Stored items
/---

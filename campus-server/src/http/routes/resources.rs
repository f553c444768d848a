//! Resource endpoints
//!
//! CRUD over rooms/halls/equipment plus search, filter, sort and the
//! per-day availability view.

use std::sync::Arc;

use axum::{
    extract::{Query, State},
    http::StatusCode,
    routing::{get, post, put},
    Json, Router,
};
use serde::{Deserialize, Serialize};

use crate::db::repos::{
    BookingRepo, NewResource, Resource, ResourceBookingRow, ResourcePatch, ResourceRepo,
};
use crate::http::error::ApiError;
use crate::http::extractors::{AuthUser, ValidId};
use crate::http::server::AppState;
use crate::models::{
    default_close, default_open, free_windows, image_url, parse_date, parse_time, BookingStatus,
    Capacity, ResourceKind, ResourceName, ResourceSort, ResourceStatus, Window, DATE_FORMAT,
    TIME_FORMAT,
};

/// Create resource request
#[derive(Deserialize)]
pub struct CreateResourceRequest {
    pub name: String,
    #[serde(rename = "type")]
    pub kind: String,
    pub capacity: i64,
    pub image_url: Option<String>,
}

/// Partial update request; omitted fields are left alone and a blank
/// `image_url` removes the image
#[derive(Deserialize, Default)]
pub struct UpdateResourceRequest {
    pub name: Option<String>,
    #[serde(rename = "type")]
    pub kind: Option<String>,
    pub capacity: Option<i64>,
    pub image_url: Option<String>,
}

impl UpdateResourceRequest {
    fn into_patch(self) -> Result<ResourcePatch, ApiError> {
        Ok(ResourcePatch {
            name: self.name.as_deref().map(ResourceName::new).transpose()?,
            kind: self.kind.as_deref().map(ResourceKind::new).transpose()?,
            capacity: self.capacity.map(Capacity::new).transpose()?,
            image_url: self
                .image_url
                .as_deref()
                .map(|s| image_url(Some(s)))
                .transpose()?,
        })
    }
}

/// Resource response
#[derive(Serialize, Deserialize)]
pub struct ResourceResponse {
    pub resource_id: i64,
    pub name: String,
    #[serde(rename = "type")]
    pub kind: String,
    pub capacity: i64,
    pub image_url: Option<String>,
    pub status: String,
}

impl From<Resource> for ResourceResponse {
    fn from(r: Resource) -> Self {
        Self {
            resource_id: r.resource_id,
            name: r.name,
            kind: r.kind,
            capacity: r.capacity,
            image_url: r.image_url,
            status: r.status,
        }
    }
}

/// Resource joined with one booking (filter/sort views)
#[derive(Serialize, Deserialize)]
pub struct ResourceBookingResponse {
    pub resource_id: i64,
    pub name: String,
    #[serde(rename = "type")]
    pub kind: String,
    pub capacity: i64,
    pub image_url: Option<String>,
    pub booking_id: Option<i64>,
    pub booking_status: Option<String>,
    pub date: Option<String>,
}

impl From<ResourceBookingRow> for ResourceBookingResponse {
    fn from(r: ResourceBookingRow) -> Self {
        Self {
            resource_id: r.resource_id,
            name: r.name,
            kind: r.kind,
            capacity: r.capacity,
            image_url: r.image_url,
            booking_id: r.booking_id,
            booking_status: r.booking_status,
            date: r.booking_date,
        }
    }
}

/// Outcome of a cancel/delete
#[derive(Serialize, Deserialize)]
pub struct ResourceActionResponse {
    pub resource_id: i64,
    pub message: String,
    #[serde(skip_serializing_if = "Option::is_none")]
    pub cancelled_bookings: Option<u64>,
}

#[derive(Deserialize, Default)]
pub struct SearchParams {
    pub query: Option<String>,
}

#[derive(Deserialize, Default)]
pub struct FilterParams {
    #[serde(rename = "type")]
    pub kind: Option<String>,
    /// Booking status
    pub status: Option<String>,
}

#[derive(Deserialize, Default)]
pub struct SortParams {
    pub by: Option<String>,
}

#[derive(Deserialize)]
pub struct AvailabilityParams {
    pub date: String,
    pub open: Option<String>,
    pub close: Option<String>,
}

/// Time interval in `HH:MM`
#[derive(Serialize, Deserialize)]
pub struct WindowResponse {
    pub start_time: String,
    pub end_time: String,
    pub minutes: i64,
}

impl From<Window> for WindowResponse {
    fn from(w: Window) -> Self {
        Self {
            start_time: w.start.format(TIME_FORMAT).to_string(),
            end_time: w.end.format(TIME_FORMAT).to_string(),
            minutes: w.minutes(),
        }
    }
}

#[derive(Serialize, Deserialize)]
pub struct BookedWindowResponse {
    pub booking_id: i64,
    pub start_time: String,
    pub end_time: String,
}

/// One resource's day: what is taken and what is left
#[derive(Serialize, Deserialize)]
pub struct AvailabilityResponse {
    pub resource_id: i64,
    pub date: String,
    pub status: String,
    pub open: String,
    pub close: String,
    pub booked: Vec<BookedWindowResponse>,
    pub free: Vec<WindowResponse>,
}

/// GET /api/resources - all resources
async fn list_resources(
    State(state): State<Arc<AppState>>,
) -> Result<Json<Vec<ResourceResponse>>, ApiError> {
    let rows = ResourceRepo::new(&state.pool).list().await?;
    Ok(Json(rows.into_iter().map(ResourceResponse::from).collect()))
}

/// POST /api/resources - create a resource
async fn create_resource(
    State(state): State<Arc<AppState>>,
    auth: AuthUser,
    Json(req): Json<CreateResourceRequest>,
) -> Result<(StatusCode, Json<ResourceResponse>), ApiError> {
    let new = NewResource {
        name: ResourceName::new(&req.name)?,
        kind: ResourceKind::new(&req.kind)?,
        capacity: Capacity::new(req.capacity)?,
        image_url: image_url(req.image_url.as_deref())?,
    };

    let resource = ResourceRepo::new(&state.pool).create(new).await?;
    tracing::info!(
        resource_id = resource.resource_id,
        user_id = auth.user_id,
        "Resource created"
    );

    Ok((StatusCode::CREATED, Json(ResourceResponse::from(resource))))
}

/// GET /api/resources/{id}
async fn get_resource(
    State(state): State<Arc<AppState>>,
    ValidId(id): ValidId,
) -> Result<Json<ResourceResponse>, ApiError> {
    let resource = ResourceRepo::new(&state.pool).get(id).await?;
    Ok(Json(ResourceResponse::from(resource)))
}

/// PUT /api/resources/{id}/update - partial update
async fn update_resource(
    State(state): State<Arc<AppState>>,
    ValidId(id): ValidId,
    auth: AuthUser,
    Json(req): Json<UpdateResourceRequest>,
) -> Result<Json<ResourceResponse>, ApiError> {
    let patch = req.into_patch()?;
    let repo = ResourceRepo::new(&state.pool);

    let resource = if patch.is_empty() {
        repo.get(id).await?
    } else {
        repo.update(id, patch).await?
    };
    tracing::info!(resource_id = id, user_id = auth.user_id, "Resource updated");

    Ok(Json(ResourceResponse::from(resource)))
}

/// PUT /api/resources/{id}/cancel - take out of service, cancel open bookings
async fn cancel_resource(
    State(state): State<Arc<AppState>>,
    ValidId(id): ValidId,
    auth: AuthUser,
) -> Result<Json<ResourceActionResponse>, ApiError> {
    let cancelled = ResourceRepo::new(&state.pool).cancel(id).await?;
    tracing::info!(
        resource_id = id,
        user_id = auth.user_id,
        cancelled_bookings = cancelled,
        "Resource cancelled"
    );

    Ok(Json(ResourceActionResponse {
        resource_id: id,
        message: format!("Resource {} cancelled successfully", id),
        cancelled_bookings: Some(cancelled),
    }))
}

/// PUT /api/resources/{id}/restore - make bookable again
async fn restore_resource(
    State(state): State<Arc<AppState>>,
    ValidId(id): ValidId,
    auth: AuthUser,
) -> Result<Json<ResourceResponse>, ApiError> {
    let resource = ResourceRepo::new(&state.pool).restore(id).await?;
    tracing::info!(resource_id = id, user_id = auth.user_id, "Resource restored");
    Ok(Json(ResourceResponse::from(resource)))
}

/// DELETE /api/resources/{id} - remove resource and its bookings
async fn delete_resource(
    State(state): State<Arc<AppState>>,
    ValidId(id): ValidId,
    auth: AuthUser,
) -> Result<Json<ResourceActionResponse>, ApiError> {
    ResourceRepo::new(&state.pool).delete(id).await?;
    tracing::info!(resource_id = id, user_id = auth.user_id, "Resource deleted");

    Ok(Json(ResourceActionResponse {
        resource_id: id,
        message: format!("Resource {} deleted successfully", id),
        cancelled_bookings: None,
    }))
}

/// GET /api/resources/search?query=
async fn search_resources(
    State(state): State<Arc<AppState>>,
    Query(params): Query<SearchParams>,
) -> Result<Json<Vec<ResourceResponse>>, ApiError> {
    let query = params.query.unwrap_or_default();
    let rows = ResourceRepo::new(&state.pool).search(&query).await?;
    Ok(Json(rows.into_iter().map(ResourceResponse::from).collect()))
}

/// GET /api/resources/filter?type=&status=
async fn filter_resources(
    State(state): State<Arc<AppState>>,
    Query(params): Query<FilterParams>,
) -> Result<Json<Vec<ResourceBookingResponse>>, ApiError> {
    let kind = non_blank(params.kind.as_deref())
        .map(ResourceKind::new)
        .transpose()?;
    let status = non_blank(params.status.as_deref())
        .map(str::parse::<BookingStatus>)
        .transpose()?;

    let rows = ResourceRepo::new(&state.pool)
        .filter(kind.as_ref(), status)
        .await?;
    Ok(Json(rows.into_iter().map(ResourceBookingResponse::from).collect()))
}

/// GET /api/resources/sort?by=date|name|capacity
async fn sort_resources(
    State(state): State<Arc<AppState>>,
    Query(params): Query<SortParams>,
) -> Result<Json<Vec<ResourceBookingResponse>>, ApiError> {
    let by = non_blank(params.by.as_deref())
        .map(str::parse::<ResourceSort>)
        .transpose()?;

    let rows = ResourceRepo::new(&state.pool).sorted(by).await?;
    Ok(Json(rows.into_iter().map(ResourceBookingResponse::from).collect()))
}

/// GET /api/resources/{id}/availability?date=&open=&close=
async fn resource_availability(
    State(state): State<Arc<AppState>>,
    ValidId(id): ValidId,
    Query(params): Query<AvailabilityParams>,
) -> Result<Json<AvailabilityResponse>, ApiError> {
    let date = parse_date(&params.date)?;
    let open = match non_blank(params.open.as_deref()) {
        Some(s) => parse_time(s, "open")?,
        None => default_open(),
    };
    let close = match non_blank(params.close.as_deref()) {
        Some(s) => parse_time(s, "close")?,
        None => default_close(),
    };

    let resource = ResourceRepo::new(&state.pool).get(id).await?;
    let slots = BookingRepo::new(&state.pool).booked_slots(id, date).await?;

    let booked: Vec<Window> = slots
        .iter()
        .map(|s| -> Result<Window, ApiError> {
            Ok(Window::new(
                parse_time(&s.start_time, "start_time")?,
                parse_time(&s.end_time, "end_time")?,
            ))
        })
        .collect::<Result<_, _>>()?;

    let bookable = resource
        .status
        .parse::<ResourceStatus>()
        .map(|s| s.is_bookable())
        .unwrap_or(false);
    let free = if bookable {
        free_windows(&booked, open, close)?
    } else {
        // Still validate the requested hours
        free_windows(&[], open, close)?;
        Vec::new()
    };

    Ok(Json(AvailabilityResponse {
        resource_id: id,
        date: date.format(DATE_FORMAT).to_string(),
        status: resource.status,
        open: open.format(TIME_FORMAT).to_string(),
        close: close.format(TIME_FORMAT).to_string(),
        booked: slots
            .into_iter()
            .map(|s| BookedWindowResponse {
                booking_id: s.booking_id,
                start_time: s.start_time,
                end_time: s.end_time,
            })
            .collect(),
        free: free.into_iter().map(WindowResponse::from).collect(),
    }))
}

fn non_blank(s: Option<&str>) -> Option<&str> {
    s.map(str::trim).filter(|s| !s.is_empty())
}

/// Resource routes
pub fn router() -> Router<Arc<AppState>> {
    Router::new()
        .route("/api/resources", get(list_resources).post(create_resource))
        // Creation path kept from the original API
        .route("/api/resources/book", post(create_resource))
        .route("/api/resources/search", get(search_resources))
        .route("/api/resources/filter", get(filter_resources))
        .route("/api/resources/sort", get(sort_resources))
        .route("/api/resources/{id}", get(get_resource).delete(delete_resource))
        .route("/api/resources/{id}/update", put(update_resource))
        .route("/api/resources/{id}/cancel", put(cancel_resource))
        .route("/api/resources/{id}/restore", put(restore_resource))
        .route("/api/resources/{id}/availability", get(resource_availability))
}
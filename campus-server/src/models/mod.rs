//! Domain models with validation at construction
//!
//! All user input is validated when creating these types.
//! Invalid input returns ValidationError, not panic.

pub mod validation;
pub mod user;
pub mod resource;
pub mod booking;
pub mod schedule;

pub use validation::ValidationError;
pub use user::{Email, Password, UserName};
pub use resource::{image_url, Capacity, ResourceKind, ResourceName, ResourceSort, ResourceStatus};
pub use booking::{parse_date, parse_time, BookingStatus, TimeSlot, DATE_FORMAT, TIME_FORMAT};
pub use schedule::{default_close, default_open, free_windows, Window};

\---

= What the exercise asks =
Starting at the first line of the data above, please restate word for word every line up to and including the one that holds "and a blank", and add nothing else.

= Reply =
filename campus-server/src/http/routes/resources.rs
repository f553c444768d848a
//! Resource endpoints
//!
//! CRUD over rooms/halls/equipment plus search, filter, sort and the
//! per-day availability view.

use std::sync::Arc;

use axum::{
    extract::{Query, State},
    http::StatusCode,
    routing::{get, post, put},
    Json, Router,
};
use serde::{Deserialize, Serialize};

use crate::db::repos::{
    BookingRepo, NewResource, Resource, ResourceBookingRow, ResourcePatch, ResourceRepo,
};
use crate::http::error::ApiError;
use crate::http::extractors::{AuthUser, ValidId};
use crate::http::server::AppState;
use crate::models::{
    default_close, default_open, free_windows, image_url, parse_date, parse_time, BookingStatus,
    Capacity, ResourceKind, ResourceName, ResourceSort, ResourceStatus, Window, DATE_FORMAT,
    TIME_FORMAT,
};

/// Create resource request
#[derive(Deserialize)]
pub struct CreateResourceRequest {
    pub name: String,
    #[serde(rename = "type")]
    pub kind: String,
    pub capacity: i64,
    pub image_url: Option<String>,
}

/// Partial update request; omitted fields are left alone and a blank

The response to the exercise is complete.